Reply with one number only: the count of lines below that contain the word "latitude".

*** Opening Dataset ***

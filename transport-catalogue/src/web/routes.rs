//! HTTP route handlers.

use axum::{
    Json, Router,
    extract::{Path, Query, State},
    http::{StatusCode, header},
    response::IntoResponse,
    routing::{get, post},
};
use tower_http::trace::TraceLayer;
use tracing::{debug, warn};

use crate::requests::{BusStats, RouteResult, StatRequest, StatResponse, StopBuses};
use crate::router::RouteError;

use super::dto::*;
use super::state::AppState;

/// Create the application router.
pub fn create_router(state: AppState) -> Router {
    Router::new()
        .route("/health", get(health))
        .route("/bus/:name", get(bus_info))
        .route("/stop/:name", get(stop_info))
        .route("/route", get(route))
        .route("/map", get(map))
        .route("/stat", post(stat))
        .layer(TraceLayer::new_for_http())
        .with_state(state)
}

/// Health check endpoint.
async fn health() -> &'static str {
    "ok"
}

/// Statistics for one bus.
async fn bus_info(
    State(state): State<AppState>,
    Path(name): Path<String>,
) -> Result<Json<BusStats>, AppError> {
    state
        .handler
        .bus_stats(&name)
        .map(Json)
        .ok_or_else(|| AppError::NotFound {
            message: format!("bus not found: {name}"),
        })
}

/// Buses serving one stop.
async fn stop_info(
    State(state): State<AppState>,
    Path(name): Path<String>,
) -> Result<Json<StopBuses>, AppError> {
    state
        .handler
        .stop_buses(&name)
        .map(Json)
        .ok_or_else(|| AppError::NotFound {
            message: format!("stop not found: {name}"),
        })
}

/// Fastest itinerary between two stops.
async fn route(
    State(state): State<AppState>,
    Query(query): Query<RouteQuery>,
) -> Result<Json<RouteResult>, AppError> {
    let result = state.handler.route(&query.from, &query.to)?;

    result.map(Json).ok_or_else(|| AppError::NotFound {
        message: format!("no route from {} to {}", query.from, query.to),
    })
}

/// The network map as an SVG image.
async fn map(State(state): State<AppState>) -> impl IntoResponse {
    (
        [(header::CONTENT_TYPE, "image/svg+xml")],
        state.handler.map().map,
    )
}

/// Batch of queries in request-document form.
async fn stat(
    State(state): State<AppState>,
    Json(requests): Json<Vec<StatRequest>>,
) -> Json<Vec<StatResponse>> {
    debug!(count = requests.len(), "answering stat batch");
    Json(state.handler.answer_all(&requests))
}

/// Application error type.
#[derive(Debug)]
pub enum AppError {
    NotFound { message: String },
}

impl From<RouteError> for AppError {
    fn from(e: RouteError) -> Self {
        match e {
            RouteError::UnknownStop(_) => AppError::NotFound {
                message: e.to_string(),
            },
        }
    }
}

impl IntoResponse for AppError {
    fn into_response(self) -> axum::response::Response {
        let (status, message) = match self {
            AppError::NotFound { message } => (StatusCode::NOT_FOUND, message),
        };

        warn!(%status, "{message}");

        let body = Json(ErrorResponse { error: message });
        (status, body).into_response()
    }
}

#[cfg(test)]
mod tests {
    use super::*;
    use crate::requests::{RequestHandler, ResponseBody, StatQuery};
    use crate::render::RenderSettings;
    use crate::router::RoutingSettings;
    use serde_json::json;

    fn state() -> AppState {
        let requests = serde_json::from_value::<Vec<_>>(json!([
            {"type": "Stop", "name": "A", "latitude": 0.0, "longitude": 0.0,
             "road_distances": {"B": 1000}},
            {"type": "Stop", "name": "B", "latitude": 0.0, "longitude": 0.01,
             "road_distances": {"C": 2000}},
            {"type": "Stop", "name": "C", "latitude": 0.0, "longitude": 0.02},
            {"type": "Stop", "name": "D", "latitude": 1.0, "longitude": 1.0},
            {"type": "Bus", "name": "1", "stops": ["A", "B", "C"], "is_roundtrip": false}
        ]))
        .unwrap();

        let handler = RequestHandler::new(
            &requests,
            RoutingSettings::new(5.0, 60.0),
            RenderSettings::default(),
        )
        .unwrap();
        AppState::new(handler)
    }

    fn route_query(from: &str, to: &str) -> Query<RouteQuery> {
        Query(RouteQuery {
            from: from.to_string(),
            to: to.to_string(),
        })
    }

    #[tokio::test]
    async fn health_is_ok() {
        assert_eq!(health().await, "ok");
    }

    #[tokio::test]
    async fn bus_found() {
        let Json(stats) = bus_info(State(state()), Path("1".to_string()))
            .await
            .unwrap();

        assert_eq!(stats.stop_count, 5);
        assert_eq!(stats.unique_stop_count, 3);
        assert_eq!(stats.route_length, 6000.0);
    }

    #[tokio::test]
    async fn bus_missing_is_404() {
        let err = bus_info(State(state()), Path("2".to_string()))
            .await
            .unwrap_err();

        assert_eq!(err.into_response().status(), StatusCode::NOT_FOUND);
    }

    #[tokio::test]
    async fn stop_lists_buses() {
        let Json(stop) = stop_info(State(state()), Path("B".to_string()))
            .await
            .unwrap();
        assert_eq!(stop.buses, ["1"]);

        let Json(stop) = stop_info(State(state()), Path("D".to_string()))
            .await
            .unwrap();
        assert!(stop.buses.is_empty());
    }

    #[tokio::test]
    async fn stop_missing_is_404() {
        let result = stop_info(State(state()), Path("Z".to_string())).await;
        assert!(matches!(result, Err(AppError::NotFound { .. })));
    }

    #[tokio::test]
    async fn route_found() {
        let Json(result) = route(State(state()), route_query("A", "C")).await.unwrap();

        // Wait 5, then 3000 m at 60 km/h
        assert_eq!(result.total_time, 8.0);
        assert_eq!(result.items.len(), 2);
    }

    #[tokio::test]
    async fn route_unknown_stop_names_it() {
        let err = route(State(state()), route_query("A", "Z")).await.unwrap_err();

        let AppError::NotFound { message } = &err;
        assert_eq!(message, "unknown stop: Z");
        assert_eq!(err.into_response().status(), StatusCode::NOT_FOUND);
    }

    #[tokio::test]
    async fn route_unreachable_is_404() {
        let err = route(State(state()), route_query("A", "D")).await.unwrap_err();

        let AppError::NotFound { message } = err;
        assert_eq!(message, "no route from A to D");
    }

    #[tokio::test]
    async fn map_is_svg() {
        let response = map(State(state())).await.into_response();

        assert_eq!(response.status(), StatusCode::OK);
        assert_eq!(
            response.headers().get(header::CONTENT_TYPE).unwrap(),
            "image/svg+xml"
        );
    }

    #[tokio::test]
    async fn stat_batch_answers_in_order() {
        let requests = vec![
            StatRequest {
                id: 10,
                query: StatQuery::Stop { name: "Z".into() },
            },
            StatRequest {
                id: 11,
                query: StatQuery::Route {
                    from: "C".into(),
                    to: "A".into(),
                },
            },
            StatRequest {
                id: 12,
                query: StatQuery::Map,
            },
        ];

        let Json(responses) = stat(State(state()), Json(requests)).await;

        assert_eq!(responses.len(), 3);
        assert_eq!(responses[0].request_id, 10);
        assert!(matches!(responses[0].body, ResponseBody::Error(_)));
        assert_eq!(responses[1].request_id, 11);
        assert!(matches!(responses[1].body, ResponseBody::Route(_)));
        assert!(matches!(responses[2].body, ResponseBody::Map(_)));
    }

    #[test]
    fn router_builds() {
        let _app = create_router(state());
    }
}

*** Closing Dataset ***

Answer space » 4